Then was then and now is now – Ian Gillan, Deep Purple
Die Änderung in der Praxis, dass Ärzte heute seltener „alle möglichen Blutwerte“ bestimmen, liegt an mehreren Faktoren, die mit medizinischen Leitlinien, Kostenüberlegungen und der Vermeidung unnötiger Untersuchungen zusammenhängen:
1. Evidenzbasierte Medizin und Leitlinien
- Zielgerichtete Diagnostik: Moderne medizinische Leitlinien empfehlen, Blutuntersuchungen gezielt auf Grundlage der Symptomatik, des Alters, des Risikoprofils und spezifischer gesundheitlicher Anliegen durchzuführen. Routinemäßige, umfassende Bluttests ohne konkreten Anlass gelten oft als unnötig und können zu Fehlinterpretationen führen.

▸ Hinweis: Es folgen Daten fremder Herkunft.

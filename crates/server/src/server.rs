use std::net::SocketAddr;
use std::sync::Arc;
use std::sync::atomic::{AtomicBool, Ordering};
use std::thread::JoinHandle;
use std::time::{Duration, Instant};

use spacegame::{CollisionWorld, NetworkStats, PhysicsWorld, ServerHost, SystemClock};

use crate::config::ServerConfig;
use crate::events::ServerEvent;
use crate::simulation::ServerSimulation;

#[derive(Debug, thiserror::Error)]
pub enum ServerError {
    #[error("could not create server host on {addr}:{port}")]
    Bind { addr: String, port: u16 },
    #[error("failed to spawn server thread: {0}")]
    Thread(#[from] std::io::Error),
}

#[derive(Debug, Clone)]
pub struct ServerStats {
    pub tick: u64,
    pub player_count: usize,
    pub laser_count: usize,
    pub max_clients: usize,
    pub uptime_secs: u64,
    pub network_stats: NetworkStats,
}

pub struct GameServer<W: CollisionWorld = PhysicsWorld> {
    host: ServerHost,
    simulation: ServerSimulation<W>,
    tick_duration: Duration,
    running: Arc<AtomicBool>,
    start_time: Instant,
}

impl GameServer<PhysicsWorld> {
    /// Listens on `addr:port` with rapier collisions and the wall clock.
    pub fn bind(addr: &str, port: u16, config: ServerConfig) -> Result<Self, ServerError> {
        let mut host = ServerHost::new(config.peer_capacity());
        if !host.create_on((addr, port)) {
            return Err(ServerError::Bind {
                addr: addr.to_string(),
                port,
            });
        }

        let simulation =
            ServerSimulation::new(config, PhysicsWorld::new(), Box::new(SystemClock));
        Ok(Self::with_parts(host, simulation))
    }
}

impl<W: CollisionWorld> GameServer<W> {
    pub fn with_parts(host: ServerHost, simulation: ServerSimulation<W>) -> Self {
        Self {
            tick_duration: simulation.config().tick_duration(),
            host,
            simulation,
            running: Arc::new(AtomicBool::new(true)),
            start_time: Instant::now(),
        }
    }

    pub fn local_addr(&self) -> Option<SocketAddr> {
        self.host.local_addr()
    }

    pub fn running(&self) -> Arc<AtomicBool> {
        Arc::clone(&self.running)
    }

    pub fn simulation(&self) -> &ServerSimulation<W> {
        &self.simulation
    }

    pub fn drain_events(&mut self) -> Vec<ServerEvent> {
        self.simulation.drain_notices()
    }

    /// Poll the transport without blocking, then advance the simulation one tick.
    pub fn tick_once(&mut self) {
        self.host.poll(0, &mut self.simulation);
        self.simulation.step(&mut self.host);
    }

    /// Fixed-rate loop. An overrunning tick is followed immediately by the next one.
    pub fn run(&mut self) {
        while self.running.load(Ordering::SeqCst) {
            let started = Instant::now();
            self.tick_once();

            let elapsed = started.elapsed();
            if elapsed < self.tick_duration {
                std::thread::sleep(self.tick_duration - elapsed);
            } else {
                log::trace!(
                    "Tick {} overran by {:?}",
                    self.simulation.tick(),
                    elapsed - self.tick_duration
                );
            }
        }
        self.shutdown_connections();
    }

    pub fn shutdown_connections(&mut self) {
        self.host.disconnect();
    }

    pub fn stats(&self) -> ServerStats {
        let registry = self.simulation.registry();
        ServerStats {
            tick: self.simulation.tick(),
            player_count: registry.ship_count(),
            laser_count: registry.laser_count(),
            max_clients: self.simulation.config().peer_capacity(),
            uptime_secs: self.start_time.elapsed().as_secs(),
            network_stats: self.host.stats().clone(),
        }
    }
}

/// A server loop running on its own thread.
pub struct ServerHandle {
    running: Arc<AtomicBool>,
    local_addr: Option<SocketAddr>,
    thread: Option<JoinHandle<()>>,
}

impl ServerHandle {
    pub fn spawn(addr: &str, port: u16, config: ServerConfig) -> Result<Self, ServerError> {
        let server = GameServer::bind(addr, port, config)?;
        Self::spawn_server(server)
    }

    pub fn spawn_server<W>(mut server: GameServer<W>) -> Result<Self, ServerError>
    where
        W: CollisionWorld + Send + 'static,
    {
        let running = server.running();
        let local_addr = server.local_addr();

        let thread = std::thread::Builder::new()
            .name("spacegame-server".to_string())
            .spawn(move || {
                log::info!("Server loop started");
                server.run();
                log::info!("Server loop stopped");
            })?;

        Ok(Self {
            running,
            local_addr,
            thread: Some(thread),
        })
    }

    pub fn local_addr(&self) -> Option<SocketAddr> {
        self.local_addr
    }

    pub fn port(&self) -> Option<u16> {
        self.local_addr.map(|addr| addr.port())
    }

    pub fn is_running(&self) -> bool {
        self.running.load(Ordering::SeqCst)
    }

    /// Signals the loop to stop and waits for it.
    pub fn stop(&mut self) {
        self.running.store(false, Ordering::SeqCst);
        if let Some(thread) = self.thread.take() {
            if thread.join().is_err() {
                log::error!("Server thread panicked");
            }
        }
    }
}

impl Drop for ServerHandle {
    fn drop(&mut self) {
        self.stop();
    }
}
impl FramedStream {
    fn new(stream: TcpStream, addr: SocketAddr) -> io::Result<Self> {
        stream.set_nonblocking(true)?;
        stream.set_nodelay(true)?;

        Ok(Self {
            stream,
            addr,
            inbound: Vec::new(),
            outbound: Vec::new(),
        })
    }

    fn queue(&mut self, data: &[u8]) -> Result<(), TransportError> {
        if data.len() > MAX_FRAME_SIZE {
            return Err(TransportError::FrameTooLarge(data.len()));
        }

        let frame_len = FRAME_HEADER_LEN + data.len();
        if self.outbound.len() + frame_len > MAX_OUTBOUND_BUFFER {
            self.flush()?;
            if self.outbound.len() + frame_len > MAX_OUTBOUND_BUFFER {
                return Err(TransportError::Backlogged(self.outbound.len()));
            }
        }

        self.outbound
            .extend_from_slice(&(data.len() as u32).to_le_bytes());
        self.outbound.extend_from_slice(data);
        self.flush()?;
        Ok(())
    }

    fn flush(&mut self) -> io::Result<()> {
        while !self.outbound.is_empty() {
            match self.stream.write(&self.outbound) {
                Ok(0) => return Err(io::ErrorKind::WriteZero.into()),
                Ok(written) => {
                    self.outbound.drain(..written);
                }
                Err(ref e) if e.kind() == io::ErrorKind::WouldBlock => break,
                Err(ref e) if e.kind() == io::ErrorKind::Interrupted => continue,
                Err(e) => return Err(e),
            }
        }
        Ok(())
    }

    /// Appends every complete frame to `frames`; returns false once the peer has closed.
    fn read_frames(&mut self, frames: &mut Vec<Vec<u8>>) -> Result<bool, TransportError> {
        let mut open = true;
        let mut chunk = [0u8; READ_CHUNK_SIZE];

        loop {
            match self.stream.read(&mut chunk) {
                Ok(0) => {
                    open = false;
                    break;
                }
                Ok(size) => self.inbound.extend_from_slice(&chunk[..size]),
                Err(ref e) if e.kind() == io::ErrorKind::WouldBlock => break,
                Err(ref e) if e.kind() == io::ErrorKind::Interrupted => continue,
                Err(e) => return Err(e.into()),
            }
        }

        while self.inbound.len() >= FRAME_HEADER_LEN {
            let header = [
                self.inbound[0],
                self.inbound[1],
                self.inbound[2],
                self.inbound[3],
            ];
            let len = u32::from_le_bytes(header) as usize;
            if len > MAX_FRAME_SIZE {
                return Err(TransportError::FrameTooLarge(len));
            }
            if self.inbound.len() < FRAME_HEADER_LEN + len {
                break;
            }

            frames.push(self.inbound[FRAME_HEADER_LEN..FRAME_HEADER_LEN + len].to_vec());
            self.inbound.drain(..FRAME_HEADER_LEN + len);
        }

        Ok(open)
    }

    fn close(&self) {
        let _ = self.stream.shutdown(Shutdown::Both);
    }
}

/// Drains the stream into events; a closed or broken stream yields its frames and then `None`.
fn service_stream(
    id: PeerId,
    stream: &mut FramedStream,
    stats: &mut NetworkStats,
    events: &mut Vec<NetEvent>,
) -> bool {
    if let Err(e) = stream.flush() {
        log::debug!("Flush to {} failed: {}", stream.addr, e);
        return false;
    }

    let mut frames = Vec::new();
    let open = match stream.read_frames(&mut frames) {
        Ok(open) => open,
        Err(e) => {
            log::debug!("Read from {} failed: {}", stream.addr, e);
            false
        }
    };

    for frame in frames {
        stats.record_received(frame.len());
        events.push(NetEvent::Receive(id, frame));
    }

    open
}

fn dispatch<H: NetHandler + ?Sized>(out: &mut dyn Outbound, handler: &mut H, event: NetEvent) {
    match event {
        NetEvent::Connect(peer) => handler.on_connect(out, peer),
        NetEvent::Receive(peer, data) => handler.on_receive(out, peer, &data),
        NetEvent::Disconnect(peer) => handler.on_disconnect(out, peer),
    }
}

pub struct ServerHost {
    listener: Option<TcpListener>,
    peers: BTreeMap<PeerId, FramedStream>,
    pending: Vec<NetEvent>,
    next_peer_id: u32,
    max_peers: usize,
    stats: NetworkStats,
}

impl Default for ServerHost {
    fn default() -> Self {
        Self::new(DEFAULT_MAX_PEERS)
    }
}

impl ServerHost {
    pub fn new(max_peers: usize) -> Self {
        Self {
            listener: None,
            peers: BTreeMap::new(),
            pending: Vec::new(),
            next_peer_id: 1,
            max_peers,
            stats: NetworkStats::default(),
        }
    }

    /// Binds all interfaces on `port`.
    pub fn create(&mut self, port: u16) -> bool {
        self.create_on(("0.0.0.0", port))
    }

    pub fn create_on<A: ToSocketAddrs>(&mut self, addr: A) -> bool {
        let bound = TcpListener::bind(addr).and_then(|listener| {
            listener.set_nonblocking(true)?;
            Ok(listener)
        });

        match bound {
            Ok(listener) => {
                match listener.local_addr() {
                    Ok(addr) => log::info!("Created server host on {}", addr),
                    Err(_) => log::info!("Created server host"),
                }
                self.listener = Some(listener);
                true
            }
            Err(e) => {
                log::error!("Failed to create server host: {}", e);
                false
            }
        }
    }

    pub fn is_active(&self) -> bool {
        self.listener.is_some()
    }

    pub fn local_addr(&self) -> Option<SocketAddr> {
        self.listener.as_ref().and_then(|l| l.local_addr().ok())
    }

    pub fn peer_count(&self) -> usize {
        self.peers.len()
    }

    pub fn stats(&self) -> &NetworkStats {
        &self.stats
    }

    /// Waits up to `timeout_ms` for the first event, then dispatches everything queued.
    pub fn poll<H: NetHandler + ?Sized>(&mut self, timeout_ms: u32, handler: &mut H) -> usize {
        if !self.is_active() {
            return 0;
        }

        let deadline = Instant::now() + Duration::from_millis(timeout_ms as u64);
        let mut events = std::mem::take(&mut self.pending);
        loop {
            self.collect_events(&mut events);
            if !events.is_empty() || Instant::now() >= deadline {
                break;
            }
            std::thread::sleep(POLL_INTERVAL);
        }

        let count = events.len();
        for event in events {
            dispatch(self, handler, event);
        }
        count
    }

    fn collect_events(&mut self, events: &mut Vec<NetEvent>) {
        self.accept_pending(events);

        let mut closed = Vec::new();
        for (&id, stream) in self.peers.iter_mut() {
            if !service_stream(id, stream, &mut self.stats, events) {
                closed.push(id);
            }
        }

        for id in closed {
            if let Some(stream) = self.peers.remove(&id) {
                log::info!("Peer {} ({}) disconnected", id.0, stream.addr);
                stream.close();
                self.stats.peers_disconnected += 1;
                events.push(NetEvent::Disconnect(id));
            }
        }
    }

    fn accept_pending(&mut self, events: &mut Vec<NetEvent>) {
        let Some(listener) = &self.listener else {
            return;
        };

        loop {
            match listener.accept() {
                Ok((stream, addr)) => {
                    if self.peers.len() >= self.max_peers {
                        log::warn!("Rejecting {}: server full ({} peers)", addr, self.max_peers);
                        let _ = stream.shutdown(Shutdown::Both);
                        self.stats.peers_rejected += 1;
                        continue;
                    }

                    match FramedStream::new(stream, addr) {
                        Ok(stream) => {
                            let id = PeerId(self.next_peer_id);
                            self.next_peer_id = self.next_peer_id.wrapping_add(1).max(1);
                            log::info!("Peer {} connected from {}", id.0, addr);
                            self.peers.insert(id, stream);
                            self.stats.peers_connected += 1;
                            events.push(NetEvent::Connect(id));
                        }
                        Err(e) => log::warn!("Failed to configure stream from {}: {}", addr, e),
                    }
                }
                Err(ref e) if e.kind() == io::ErrorKind::WouldBlock => break,
                Err(e) => {
                    log::warn!("Accept failed: {}", e);
                    break;
                }
            }
        }
    }

    /// Closes one peer; its disconnect event is delivered on the next poll.
    /// Closes one peer; its Disconnect is delivered on the next poll.
    pub fn disconnect_peer(&mut self, peer: PeerId) {
        if let Some(stream) = self.peers.remove(&peer) {
            let _ = stream.flush_and_close();
            self.stats.peers_disconnected += 1;
            self.pending.push(NetEvent::Disconnect(peer));
        }
    }

    /// Closes every peer and stops listening.
    pub fn disconnect(&mut self) {
        for (_, mut stream) in std::mem::take(&mut self.peers) {
            let _ = stream.flush();
            stream.close();
        }
        self.pending.clear();
        if self.listener.take().is_some() {
            log::info!("Server host shut down");
        }
    }
}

- Vermeidung von Überdiagnostik: Es besteht das Risiko, dass durch umfassende, routinemäßige Blutuntersuchungen zufällige, geringfügige Abweichungen entdeckt werden, die klinisch irrelevant sind, aber dennoch zu weiteren Untersuchungen und Ängsten führen.
2. Kosten und Ressourcennutzung
- Kosten-Nutzen-Abwägung: Die gesetzlichen Krankenkassen übernehmen in der Regel nur die Kosten für medizinisch notwendige Untersuchungen. Routinemäßige Tests ohne konkrete medizinische Indikation werden nicht von der Krankenkasse erstattet.
- Ressourcenoptimierung: Durch eine gezielte Auswahl der Bluttests können die medizinischen Ressourcen effektiver genutzt werden, was besonders im Hinblick auf die Kostenexplosion im Gesundheitssystem wichtig ist.
3. Medizinischer Fortschritt und Prävention
- Risikoorientierte Vorsorge: Die medizinische Praxis hat sich dahingehend entwickelt, dass präventive Maßnahmen und Untersuchungen stärker auf individuelle Risikoprofile abgestimmt werden. Zum Beispiel werden Cholesterinwerte regelmäßig überprüft, wenn ein erhöhtes Risiko für Herz-Kreislauf-Erkrankungen besteht, aber nicht zwangsläufig jedes Jahr bei jedem Patienten.
- Langfristige Beobachtung: Für viele Blutwerte ist es ausreichend, sie in regelmäßigen Abständen von mehreren Jahren zu überprüfen, wenn kein spezifischer Anlass oder Verdacht auf eine Erkrankung besteht.
4. Patientensicherheit
- Vermeidung von Fehlinterpretationen: Bei zu häufigen oder zu umfangreichen Blutuntersuchungen besteht die Gefahr, dass harmlose, vorübergehende Abweichungen überinterpretiert werden, was zu unnötigen weiteren Tests oder Behandlungen führen kann.
- Anpassung an aktuelle Gesundheitssituation: Bluttests sollten in erster Linie dann durchgeführt werden, wenn es gesundheitliche Beschwerden gibt oder wenn bei der Anamnese und Untersuchung Risikofaktoren identifiziert wurden.
Zusammenfassend hat sich der Fokus von routinemäßigen, umfassenden Blutuntersuchungen hin zu einer gezielteren, risikoorientierten Diagnostik verschoben, um eine bessere Patientenversorgung und Ressourcennutzung zu gewährleisten.
Wenn Sie dennoch bestimmte Blutwerte regelmäßig überwachen möchten, ist dies als individuelle Gesundheitsleistung (IGeL) möglich.